Crystal structure of a polyfunctional macrocyclic K⁺ complex provides a solid-state model of a K⁺ channel

Abstract

Molecular channels are thought to be important in ion exchange processes across membranes, and biophysical and physiological data point to the existence of ion-specific Na⁺ and K⁺ pores (see, for example, refs 1,2). The nature and structure of these entities, as well as the molecular mechanism of ion flow through channels, are still largely unknown, whereas cation transport via facilitated diffusion by natural or synthetic carrier molecules has been extensively investigated in both natural and model membrane systems^3–5. The formation of transmembrane cation channels has been studied mainly with linear peptides (gramicidin A, alamethicin; refs 3,7, and refs 6,8 and refs therein).

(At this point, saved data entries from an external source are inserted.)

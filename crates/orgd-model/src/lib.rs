//! orgd Model
//!
//! Typed entities for organizational redesign.
//!
//! # Overview
//!
//! The model provides:
//! - **Ids**: string newtypes for roles, personnel, nodes, competencies and transitions
//! - **Entities**: [`Role`], [`Person`], [`Node`], [`Connection`], [`Competency`]
//! - **Closed enums**: [`ExperienceTier`] and [`AvailabilityStatus`], so every
//!   scoring lookup is an exhaustive `match`
//!
//! Vacancy is never stored on a [`Node`]; it is derived by `orgd-matching`.
//!
//! # Example
//!
//! ```rust
//! use orgd_model::{ExperienceTier, Node, NodeId, Person, PersonId};
//!
//! let mut node = Node::new(NodeId::from("n1"), "Plant Manager");
//! let person = Person::new(PersonId::from("p1"), "Ada")
//!     .with_experience(ExperienceTier::Management);
//!
//! assert!(node.assign_person(person.id.clone()));
//! assert!(!node.assign_person(person.id));
//! ```

#![warn(missing_docs)]

pub mod entities;
pub mod error;
pub mod ids;
pub mod serde_helpers;
pub mod types;

// Re-exports
pub use entities::{
    Competency, CompetencyLevels, CompetencyRequirement, Connection, Node, Person, Position, Role,
    Transition,
};
pub use error::ModelError;
pub use ids::{CompetencyId, FactoryId, NodeId, PersonId, RoleId, TransitionId};
pub use types::{AvailabilityStatus, ExperienceTier, Phase, TransitionStatus};

/// Highest competency level on the 1-5 proficiency scale
pub const MAX_COMPETENCY_LEVEL: u8 = 5;

/// Prelude module for common imports
pub mod prelude {
    //! Common imports for working with the org model
    pub use crate::{
        AvailabilityStatus, Competency, CompetencyId, CompetencyRequirement, Connection,
        ExperienceTier, FactoryId, Node, NodeId, Person, PersonId, Phase, Role, RoleId,
    };
}

/// Version of this crate
pub const VERSION: &str = env!("CARGO_PKG_VERSION");
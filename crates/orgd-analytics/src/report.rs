//! One-call summary of a chart

use crate::coverage::{skill_coverage, SkillCoverage};
use crate::headcount::{headcount, Headcount};
use crate::span::{span_of_control, SpanOfControl};
use crate::structure::{structure, Structure};
use crate::succession::{succession_risks, RiskLevel, SuccessionRisk};
use orgd_store::{AnalyticsSettings, OrgChart};
use serde::Serialize;

/// Every analysis of one chart
#[derive(Debug, Clone, PartialEq, Serialize)]
#[serde(rename_all = "camelCase")]
pub struct OrgReport {
    /// Staffing totals
    pub headcount: Headcount,
    /// Hierarchy shape
    pub structure: Structure,
    /// Span of control
    pub span: SpanOfControl,
    /// Skill coverage
    pub coverage: SkillCoverage,
    /// Succession outlook of filled nodes
    pub succession: Vec<SuccessionRisk>,
}

impl OrgReport {
    /// Filled nodes at the given risk
    pub fn at_risk(&self, level: RiskLevel) -> impl Iterator<Item = &SuccessionRisk> {
        self.succession.iter().filter(move |r| r.risk == level)
    }
}

/// Run every analysis
#[must_use]
pub fn analyze(chart: &OrgChart, settings: &AnalyticsSettings) -> OrgReport {
    let report = OrgReport {
        headcount: headcount(chart),
        structure: structure(chart),
        span: span_of_control(chart, settings.wide_span_threshold),
        coverage: skill_coverage(chart),
        succession: succession_risks(chart),
    };
    tracing::debug!(
        nodes = report.headcount.nodes,
        vacant = report.headcount.vacant,
        coverage = report.coverage.percent,
        "analyzed chart"
    );
    report
}
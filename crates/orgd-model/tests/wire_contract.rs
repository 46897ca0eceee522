//! Wire-format contract of model entities

use orgd_model::{
    AvailabilityStatus, CompetencyId, CompetencyLevels, ExperienceTier, ModelError, Node, Person,
    MAX_COMPETENCY_LEVEL,
};
use pretty_assertions::assert_eq;
use proptest::prelude::*;
use serde_json::json;

#[test]
fn hand_edited_person_falls_back_to_defaults() {
    let person: Person = serde_json::from_value(json!({
        "id": "p-1",
        "name": "Ada",
        "experience": "Principal",
        "availability": null,
        "skills": "welding",
    }))
    .unwrap();

    assert_eq!(person.experience, ExperienceTier::Other("Principal".to_string()));
    assert_eq!(person.experience.base_score(), 0);
    assert_eq!(person.availability, AvailabilityStatus::Unknown);
    assert!(person.skills.is_empty());
}

#[test]
fn unknown_labels_survive_a_round_trip() {
    let raw = json!({
        "id": "p-2",
        "name": "Bo",
        "experience": "Executive",
        "availability": "On Leave",
    });
    let person: Person = serde_json::from_value(raw).unwrap();
    assert!(person.availability.is_assignable());

    let back = serde_json::to_value(&person).unwrap();
    assert_eq!(back["experience"], "Executive");
    assert_eq!(back["availability"], "On Leave");
}

#[test]
fn malformed_person_fields_decode_to_defaults() {
    let person: Person = serde_json::from_value(json!({
        "id": "p-3",
        "experience": 3,
        "availability": ["Available"],
    }))
    .unwrap();

    assert!(person.name.is_empty());
    assert_eq!(person.experience, ExperienceTier::Unrecognized);
    assert_eq!(person.availability, AvailabilityStatus::Unknown);
}

#[test]
fn node_position_is_flat_and_lists_default() {
    let node: Node = serde_json::from_value(json!({
        "id": "n-1",
        "title": "Cell",
        "x": 40.0,
        "y": -12.5,
    }))
    .unwrap();

    assert_eq!((node.position.x, node.position.y), (40.0, -12.5));
    assert!(node.role_ids.is_empty() && node.personnel_ids.is_empty());

    let back = serde_json::to_value(&node).unwrap();
    assert_eq!(back["x"], 40.0);
    assert_eq!(back["roleIds"], json!([]));
}

proptest! {
    #[test]
    fn any_availability_label_deserializes(label in ".{0,24}") {
        let parsed: AvailabilityStatus = serde_json::from_value(json!(label)).unwrap();
        prop_assert_eq!(parsed, AvailabilityStatus::from_label(&label));
    }

    #[test]
    fn levels_stay_on_the_proficiency_scale(level in any::<u8>()) {
        let mut levels = CompetencyLevels::new();
        let id = CompetencyId::from("c-1");
        match levels.set(id.clone(), level) {
            Ok(()) => {
                prop_assert!(level <= MAX_COMPETENCY_LEVEL);
                prop_assert_eq!(levels.level(&id), level);
                prop_assert_eq!(levels.0.contains_key(&id), level > 0);
            }
            Err(err) => {
                prop_assert!(level > MAX_COMPETENCY_LEVEL);
                let is_range_error = matches!(err, ModelError::LevelOutOfRange { .. });
                prop_assert!(is_range_error);
                prop_assert_eq!(levels.level(&id), 0);
            }
        }
    }
}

The cylindrical macrotricyclic molecules are suitable model species for investigating both the synthetic construction of molecular channel subunits and their cation binding properties as they form cation inclusion complexes of cryptate type and undergo intramolecular cation jump processes^9–11. We report here the crystal structure of the potassium complex (1, 1.5 KBr, 3.5 H₂O) of the chiral macrocyclic tetracarboxamide 1, a member of a group of functionalized macrocyclic polyethers^12,13 which strongly bind alkali and ammonium cations¹⁴. This structure presents a solid-state model of a molecular channel, in which the macrocyclic units are organized in a polymolecular stack and the K⁺ cations are located alternatively inside and on top of successive macrocycles, as in a frozen picture of potassium ion propagation through the stack.